In 1958 José Antonio Rial described Cruz-Diez as a decidedly modern champion of a kind of art that was based on contemporary science, more concerned with the internal structure of matter than with his countrymen’s social problems. Barely three years earlier, the Venezuelan artist was making preparations for his first trip to Europe and promising to be “more creole than I am now” when he returned. He spent almost all of the 1950s besieged by the contradictions that were being discussed in art circles in those days: socially committed (though not necessarily political or ideological) art steeped in the country’s cultural reality versus a “universal” art born in modern times, of the kind that Jesús Soto spoke to him about in his letters.
José Antonio Rial, the Spanish playwright and journalist who lived in Venezuela, presented a profile of a man who was interested in the mysticism of the movement, even when “the movement” in question might not necessarily be the same one. Just as prehistoric men sought to “capture the mystery of movement with still forms,” artists like Cruz-Diez and Soto “strive to describe vibrating matter” because their approach already includes Einstein’s ideas on the subject of time-space, the fourth dimension. According to Rial, Baroque art revolves around itself, whereas Gothic art (tries to move) by aiming for the sky. The art that the pair of young Kinetic artists makes is based on physiological principles of vision, on movement as such and, according to the article, should be viewed from the perspective of people who are “open to innovation and eager to conquer new frontiers.” Rial also discusses another idea that Cruz-Diez has championed all his life, which is that he thinks of himself as a “researcher” who addresses problems that may help others produce the great painting of the future. Cruz-Diez has, in fact, always thought of himself as a “primitive American,” an artist whose dreams are harbingers of what lies ahead.
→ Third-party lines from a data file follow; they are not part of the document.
//! Scalar types shared by the font parsing and scaling crates.

mod fixed;
mod glyph_id;
mod point;
mod tag;

pub use fixed::{F26Dot6, F2Dot14, Fixed};
pub use glyph_id::GlyphId;
pub use point::Point;
pub use tag::Tag;
//! Rounding state.

use super::math;

/// Rounding strategies selectable by the round state instructions.
#[derive(Copy, Clone, PartialEq, Eq, Default, Debug)]
pub enum RoundMode {
    /// Round to the closest grid line (`RTG`).
    #[default]
    Grid,
    /// Round to the nearest half grid line (`RTHG`).
    HalfGrid,
    /// Round to the closest half or integer pixel (`RTDG`).
    DoubleGrid,
    /// Round down to the grid (`RDTG`).
    DownToGrid,
    /// Round up to the grid (`RUTG`).
    UpToGrid,
    /// Rounding off (`ROFF`).
    Off,
    /// Custom period/phase/threshold (`SROUND`).
    Super,
    /// Like `Super` with a sqrt(2)/2 pixel grid period (`S45ROUND`).
    Super45,
}

/// The active rounding mode with the super-round parameters.
#[derive(Copy, Clone, Debug)]
pub struct RoundState {
    pub mode: RoundMode,
    pub threshold: i32,
    pub phase: i32,
    pub period: i32,
}

impl Default for RoundState {
    fn default() -> Self {
        Self {
            mode: RoundMode::Grid,
            threshold: 0,
            phase: 0,
            period: 64,
        }
    }
}

impl RoundState {
    /// Rounds a 26.6 distance. Every mode preserves the sign of the
    /// input: positive distances never round below zero and negative
    /// ones never above.
    pub fn round(&self, distance: i32) -> i32 {
        use RoundMode::*;
        match self.mode {
            Off => distance,
            Grid => {
                if distance >= 0 {
                    math::round(distance).max(0)
                } else {
                    (-math::round(-distance)).min(0)
                }
            }
            HalfGrid => {
                if distance >= 0 {
                    (math::floor(distance) + 32).max(0)
                } else {
                    (-(math::floor(-distance) + 32)).min(0)
                }
            }
            DoubleGrid => {
                if distance >= 0 {
                    math::round_pad(distance, 32).max(0)
                } else {
                    (-math::round_pad(-distance, 32)).min(0)
                }
            }
            DownToGrid => {
                if distance >= 0 {
                    math::floor(distance).max(0)
                } else {
                    (-math::floor(-distance)).min(0)
                }
            }
            UpToGrid => {
                if distance >= 0 {
                    math::ceil(distance).max(0)
                } else {
                    (-math::ceil(-distance)).min(0)
                }
            }
            Super => {
                if distance >= 0 {
                    let value =
                        ((distance + (self.threshold - self.phase)) & -self.period) + self.phase;
                    if value < 0 {
                        self.phase
                    } else {
                        value
                    }
                } else {
                    let value =
                        -(((self.threshold - self.phase) - distance) & -self.period) - self.phase;
                    if value > 0 {
                        -self.phase
                    } else {
                        value
                    }
                }
            }
            // The 45 degree period is not a power of two, so the
            // masking trick is replaced by a division.
            Super45 => {
                if distance >= 0 {
                    let value = ((distance + (self.threshold - self.phase)) / self.period)
                        * self.period
                        + self.phase;
                    if value < 0 {
                        self.phase
                    } else {
                        value
                    }
                } else {
                    let value = -((((self.threshold - self.phase) - distance) / self.period)
                        * self.period)
                        - self.phase;
                    if value > 0 {
                        -self.phase
                    } else {
                        value
                    }
                }
            }
        }
    }
}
Among the ideas that Cruz-Diez champions, the article emphasizes the need to be both an artist and a theorist, “because grand concepts have foundered and must be reconstructed” according to the ideas and imperatives of the period. It makes sense that—just as the inhabitants of the caves of Altamira and Lascaux sought to capture the movement of a galloping animal—today’s artists should seek to portray the mysterious turmoil of the matter “that is associated with the mind, the movement, which is the basis of everything that is miraculously formed.” The stark contrast between these statements and the ones published in the Venezuelan press a few years earlier must have surprised or exasperated more than one reader; perhaps this explains “the error” in this review: instead of publishing one of the works discussed by the writer (Construcciones en cadena [Chain Constructions], from 1957–58), the article includes a nationalist example of folk art.